As the Assam government remained a mute spectator of this situation, it cannot but be believed that this illegal blockade of public thoroughfare has tacit approval of the Assam government. The Assam CS who visited Lailapur on November 3 reiterated their demand for withdrawal of Mizoram police from “their land” but kept silent about the economic blockade on Assam side, thereby strengthening the Mizos’ suspicion that the blockade has the blessings of the Assam Government.

As a result, Mizoram suffers acute shortage of supply of essential commodities, of which the serious ones are artificial scarcity of cooking gas and motor spirit. The request from the government of Mizoram to the Government of Assam and MHA to clear the highway at Lailapur drew blank till the time of writing this piece. {vide Mizoram CS’ letter D.O. No F.20015/3/2020 HM No dated 31.10.2020.} This being the situation, Mizoram Government sought the help of IOC to permit them to take indent for cooking gas and motor fuel from their (IOC’S) plant in Manipur. The goodwill shown by IOC as also co-operation of government of Manipur and its people deserve our unqualified appreciation.

Solution urgently required: Boundary issue is too sensitive a matter to be dealt with levity and it cannot be settled overnight. It involves too many hierarchies making the process  lengthy. The two opposing States will rarely come to a term of agreement. The question over the validity of Notification of 1875 as per BEFR 1873 will remain a subject of  hot debate. So will Assam notification of 1933. Meanwhile,  the question many ask is this. Is the border issue a sufficient reason to starve the people across the border and deny them their right to live with dignity and pride? Mizoram is too small a state to challenge Assam in term of population, economy and economic infrastructures. 

Nevertheless, does Mizoram too not have a legitimate right to enjoy unhindered supply of essential commodities to feed its people? Has any State, for that matter Assam, the right to brow-beat its smaller and less developed sister state into toeing its line ignoring which the latter should suffer untold miseries? This can happen solely between deadly foes. Or are the Mizos being regarded by the Assam people as their sworn enemies? This action on the part of Assam defy all principles of morality. Will they be courageous enough to take responsibility if anyone in Mizoram died of starvation?

Ministry of Home Affairs too seems to sleep for too long over this imbroglio. Dealing with the delicate issue of this nature in an ad-hoc manner will not take us far. Deployment of Central Paramilitary Forces to maintain peace on both sides of the border is not a panacea for all the ills either. At best, it is too late and too little.  MHA ought to have taken much earlier a pro-active role  in lifting the illegal highway blockade resorted to by the people across the border.

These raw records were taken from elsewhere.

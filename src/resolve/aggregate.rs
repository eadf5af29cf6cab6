//! Aggregator
//!
//! Fans out from one decoded source payload to the final result set:
//! seeds the auto/master variant, then runs two independent concurrent
//! groups — per-quality playlist expansion and subtitle conversion.
//! Per-item failures are recovered locally and never abort the call or
//! cancel sibling work; the aggregate returns whatever subset succeeded.

use futures::future::join_all;
use tokio::sync::mpsc::UnboundedSender;
use tracing::warn;

use crate::client::Transport;

use super::playlist::expand_variants;
use super::types::{
    DecryptedSource, MediaSource, ResolutionResult, StreamVariant, SubtitleSource, SubtitleTrack,
    TrackEntry,
};
use super::{AttemptError, Result};

/// One item produced during aggregation, delivered incrementally.
#[derive(Debug, Clone)]
pub enum ResolvedItem {
    Variant(StreamVariant),
    Subtitle(SubtitleTrack),
}

impl ResolvedItem {
    /// URL used for per-call dedup.
    pub fn url(&self) -> &str {
        match self {
            Self::Variant(v) => &v.url,
            Self::Subtitle(s) => &s.url,
        }
    }
}

/// Aggregates one provider's decoded sources into variants + subtitles.
pub struct Aggregator<'a> {
    transport: &'a dyn Transport,
    headers: &'a [(String, String)],
    /// Label prefix for emitted variants, the winning provider's name.
    label: &'a str,
}

impl<'a> Aggregator<'a> {
    pub fn new(
        transport: &'a dyn Transport,
        headers: &'a [(String, String)],
        label: &'a str,
    ) -> Self {
        Self {
            transport,
            headers,
            label,
        }
    }

    /// Buffered aggregation: collect everything into one result.
    ///
    /// The auto variant is always index 0; ordering beyond that is
    /// completion order and must not be read as quality-sorted.
    pub async fn aggregate(&self, source: &DecryptedSource) -> Result<ResolutionResult> {
        let (tx, mut rx) = tokio::sync::mpsc::unbounded_channel();

        let produce = async {
            let outcome = self.aggregate_into(source, &tx).await;
            drop(tx);
            outcome
        };
        let collect = async {
            let mut result = ResolutionResult::default();
            let mut seen: Vec<String> = Vec::new();
            while let Some(item) = rx.recv().await {
                if seen.iter().any(|url| url == item.url()) {
                    continue;
                }
                seen.push(item.url().to_string());
                match item {
                    ResolvedItem::Variant(v) => result.variants.push(v),
                    ResolvedItem::Subtitle(s) => result.subtitles.push(s),
                }
            }
            result
        };

        let (outcome, result) = tokio::join!(produce, collect);
        outcome?;
        Ok(result)
    }

    /// Streaming aggregation: send items into `tx` as they are produced.
    ///
    /// The two task groups (variant expansion, subtitle conversion) run
    /// concurrently and independently; a failed playlist fetch in one
    /// group never cancels the other or its siblings.
    pub(crate) async fn aggregate_into(
        &self,
        source: &DecryptedSource,
        tx: &UnboundedSender<ResolvedItem>,
    ) -> Result<()> {
        let master = source
            .sources
            .first()
            .ok_or(AttemptError::EmptySources)?;

        // Auto variant first, before any fan-out.
        let _ = tx.send(ResolvedItem::Variant(StreamVariant {
            url: master.url.clone(),
            label: format!("{}: Auto", self.label),
            rank: 0,
        }));

        let expand_group = async {
            join_all(
                source
                    .sources
                    .iter()
                    .map(|media| self.expand_one(media, tx)),
            )
            .await;
        };
        let subtitle_group = async {
            for track in &source.tracks {
                if let Some(subtitle) = subtitle_from_track(track) {
                    let _ = tx.send(ResolvedItem::Subtitle(subtitle));
                }
            }
        };

        tokio::join!(expand_group, subtitle_group);
        Ok(())
    }

    /// Fetch one master playlist and emit its per-quality variants.
    /// Fails softly: this source contributes zero extra variants.
    async fn expand_one(&self, media: &MediaSource, tx: &UnboundedSender<ResolvedItem>) {
        let resp = match self.transport.request(&media.url, self.headers).await {
            Ok(resp) if resp.is_success() => resp,
            Ok(resp) => {
                warn!(url = %media.url, status = resp.status, "playlist fetch failed");
                return;
            }
            Err(err) => {
                warn!(url = %media.url, %err, "playlist fetch failed");
                return;
            }
        };

        match expand_variants(&resp.body, &media.url, self.label) {
            Ok(variants) => {
                for variant in variants {
                    let _ = tx.send(ResolvedItem::Variant(variant));
                }
            }
            Err(err) => {
                warn!(url = %media.url, %err, "playlist expansion failed");
            }
        }
    }
}

/// Convert one backend track descriptor into a subtitle track.
///
/// Permissive by choice: entries with missing metadata are kept with the
/// language falling back to `"und"`; only thumbnail tracks are dropped.
fn subtitle_from_track(track: &TrackEntry) -> Option<SubtitleTrack> {
    if track.kind.as_deref() == Some("thumbnails") {
        return None;
    }
    if track.file.is_empty() {
        return None;
    }

    Some(SubtitleTrack {
        url: track.file.clone(),
        language: track.label.clone().unwrap_or_else(|| "und".to_string()),
        source: SubtitleSource::Online,
    })
}

#[cfg(test)]
mod tests {
    use super::*;

    #[test]
    fn thumbnails_are_dropped() {
        let track = TrackEntry {
            file: "https://cdn.example/thumbs.vtt".into(),
            label: None,
            kind: Some("thumbnails".into()),
        };
        assert!(subtitle_from_track(&track).is_none());
    }

    #[test]
    fn missing_label_falls_back_to_und() {
        let track = TrackEntry {
            file: "https://cdn.example/sub.vtt".into(),
            label: None,
            kind: Some("captions".into()),
        };
        let subtitle = subtitle_from_track(&track).unwrap();
        assert_eq!(subtitle.language, "und");
        assert_eq!(subtitle.source, SubtitleSource::Online);
    }

    #[test]
    fn labeled_caption_converts() {
        let track = TrackEntry {
            file: "https://cdn.example/en.vtt".into(),
            label: Some("English".into()),
            kind: Some("captions".into()),
        };
        let subtitle = subtitle_from_track(&track).unwrap();
        assert_eq!(subtitle.language, "English");
    }
}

If deployment of Central Forces mean withdrawal of Mizoram State forces from the border, then Assam will have no longer excuse to detain vehicles en route to Mizoram. But this is yet to happen. Anyway, there’s no rhyme and reason to make Mizoram and its carriers suffer these unnecessary hardships for no fault of theirs for the last many grueling days. Are MHA and Assam government not having any empathy for the Mizos back home and those who are wrongfully detained in Assam?  

The cascading impact of this blockade is two-fold, sorry plight of drivers stranded in Assam and non-availability of enough essential commodities in Mizoram. This has compounded the already economic slump in Mizoram caused by the spread of Covid-19 pandemic. The utter neglect Mizo people suffer and the higher-ups’ insensitivity to their hardships are much more painful than physical hunger and thirst. Even if the highway would be opened after a day or two, the Mizos will have to live with the bitter memories of this nightmare experience. Mizoram deserves  better treatment as it is an integral part of this great country, India.